Akademik Veri Yönetim Sistemi
Joint Congress of the European Society for Paediatric Endocrinology (ESPE) and the European Society of Endocrinology (ESE) 2025: Connecting Endocrinology Across the Life Course, Kobenhavn, Danimarka, 10 - 13 Mayıs 2025, ss.110, (Özet Bildiri)
JOINT580
Introduction: Clinical features of nonsyndromic monogenic obesity are predominantly derived from case-based publications due to rarity of the condition. Here, we aimed to establish the frequency of specific ethiologies among a nationwide cohort of monogenic obesity and describe clinical features and associated manifestations of each specific etiologies.
Methods: Cross-sectional data were collected from 22 paediatric endocrinology centers across Turkiye, including patients with biallelic LP/P variants in LEP, LEPR, POMC, PCSK1, MC4R, SIM1, ADCY3, CEP19 and monoallelic LP/P variants in MC4R. Clinical data and anthropometric measurements prior to specific treatment were analyzed. Statistical analyses were performed for groups with ≥5 cases.
Results: A total of 113 patients (49% female) were evaluated.
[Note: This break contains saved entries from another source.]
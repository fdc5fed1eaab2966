// SPDX-License-Identifier: AGPL-3.0-or-later
// Copyright (C) 2025 Blackman Artificial Intelligence Technologies Inc.

//! Kiln - AI coding assistant for your terminal
//!
//! Entry point for the Kiln CLI application.

use std::io::Read;
use std::path::Path;
use std::sync::Arc;

use clap::Parser;

use kiln::chat::engine::{ChatClient, UserInput};
use kiln::cli::{AskArgs, Cli, Commands, KeysArgs, SettingsArgs, SettingsCommands};
use kiln::config::{RunnerKind, Settings};
use kiln::error::Result;
use kiln::llm::provider::LlmProvider;
use kiln::llm::providers::gemini::GeminiProvider;
use kiln::store::{FileStore, KeyValueStore};
use kiln::tools::editor::{EditorSurface, InMemoryEditor};
use kiln::tools::formatter::{FormatterWorker, PrettierFormatter};
use kiln::tools::runner::{CommandRunner, HttpCommandRunner, LocalCommandRunner};
use kiln::tools::ToolContext;

#[path = "main/repl.rs"]
mod repl;
#[path = "main/terminal.rs"]
mod terminal;

use terminal::TerminalObserver;

#[tokio::main]
async fn main() -> Result<()> {
    let cli = Cli::parse();

    let mut env_filter = tracing_subscriber::EnvFilter::from_default_env()
        .add_directive(tracing::Level::WARN.into());

    // `-v` turns on the exchange and tool diagnostics. `RUST_LOG` still takes precedence.
    if cli.verbose > 0 {
        let level = if cli.verbose > 1 { "trace" } else { "debug" };
        for target in ["kiln.chat.engine", "kiln.tools"] {
            if let Ok(parsed) = format!("{}={}", target, level).parse() {
                env_filter = env_filter.add_directive(parsed);
            }
        }
    }

    tracing_subscriber::fmt()
        .with_env_filter(env_filter)
        .with_writer(std::io::stderr)
        .init();

    let settings_path = cli.settings_path();
    let mut settings = Settings::load_from(&settings_path)?;
    cli.apply_overrides(&mut settings);

    if let Some(Commands::Settings(args)) = &cli.command {
        return run_settings_command(args, &settings, &settings_path);
    }
    for warning in settings.validate() {
        tracing::warn!("{}", warning);
    }

    let mut client = build_client(&settings)?;
    match &cli.project {
        Some(path) => {
            client.open_project(path)?;
        }
        None => {
            client.restore_project()?;
        }
    }

    match cli.command {
        None | Some(Commands::Chat) => repl::run(&mut client).await,
        Some(Commands::Ask(args)) => run_ask(&mut client, args).await,
        Some(Commands::Keys(args)) => run_keys(&mut client, args),
        Some(Commands::Settings(_)) => Ok(()),
    }
}

/// Wire the store, editor, runner, formatter and provider into a client
fn build_client(settings: &Settings) -> Result<ChatClient> {
    let store: Arc<dyn KeyValueStore> = Arc::new(FileStore::open(settings.storage_dir())?);
    let editor: Arc<dyn EditorSurface> = Arc::new(InMemoryEditor::new());
    let runner: Arc<dyn CommandRunner> = match settings.tools.runner {
        RunnerKind::Local => Arc::new(LocalCommandRunner::new()),
        RunnerKind::Http => Arc::new(HttpCommandRunner::new(
            settings.tools.endpoint.clone().unwrap_or_default(),
        )),
    };
    let prettier = match &settings.tools.prettier {
        Some(path) => PrettierFormatter::new(path),
        None => PrettierFormatter::default(),
    };
    let formatter = FormatterWorker::spawn(Arc::new(prettier), editor.clone(), None);
    let context = ToolContext::new(editor, runner, store).with_formatter(formatter);

    let provider: Arc<dyn LlmProvider> = match settings.gemini_base_url() {
        Some(url) => Arc::new(GeminiProvider::with_base_url(url)),
        None => Arc::new(GeminiProvider::new()),
    };
    ChatClient::new(provider, context, settings)
}

/// Run a single prompt and print the answer
async fn run_ask(client: &mut ChatClient, args: AskArgs) -> Result<()> {
    let mut input = UserInput::text(args.prompt);
    if let Some(image) = &args.image {
        input = input.with_image_file(image)?;
    }
    let mut observer = TerminalObserver::new();
    client.send(input, &mut observer).await?;
    Ok(())
}

/// Replace the stored keys with the lines of a file or stdin
fn run_keys(client: &mut ChatClient, args: KeysArgs) -> Result<()> {
    let text = match &args.file {
        Some(path) => std::fs::read_to_string(path)?,
        None => {
            let mut text = String::new();
            std::io::stdin().read_to_string(&mut text)?;
            text
        }
    };
    let count = client.save_credentials(&text)?;
    println!("Saved {} API key(s).", count);
    Ok(())
}

fn run_settings_command(args: &SettingsArgs, settings: &Settings, path: &Path) -> Result<()> {
    match args.command {
        None | Some(SettingsCommands::Show) => {
            println!("{}", serde_json::to_string_pretty(settings)?);
        }
        Some(SettingsCommands::Path) => println!("{}", path.display()),
        Some(SettingsCommands::Validate) => {
            let warnings = settings.validate();
            if warnings.is_empty() {
                println!("Settings OK.");
            }
            for warning in warnings {
                println!("warning: {}", warning);
            }
        }
    }
    Ok(())
}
The most common mutations were monoallelic MC4R(n = 41) and biallelic LEPR(n = 38), followed by POMC(n = 10), biallelic MC4R(n = 10), LEP(n = 5), PCSK1(n = 3), CEP19(n = 3), ADYC3(n = 2), and SIM1(n = 1) mutations (Table). Significant differences were identified in weight-SDS, BMI-SDS, bone age-SDS, and HOMA-IR values (P = 0. 008, <0. 0001, 0. 0075, and 0. 02 respectively) among different ethiologies. LEP mutations were associated with the highest BMI-SDS, while LEPR and biallelic MC4R cases had the worst metaboilic profile. Advanced bone age-SDS was observed in LEPR and monoallelic MC4R cases. The age of obesity-onset was predominantly <1 year in biallelic LEP, LEPR, MC4R, ADCY3, CEP19 and SIM1 mutations and 1-5 years in POMC and PCSK1 mutations. Endocrine dysfunctions were common in LEPR, POMC and PCSK1 cases. Psychiatric disorders and intellectual disability were observed in 11. 5% and 8. 3% of patients, respectively.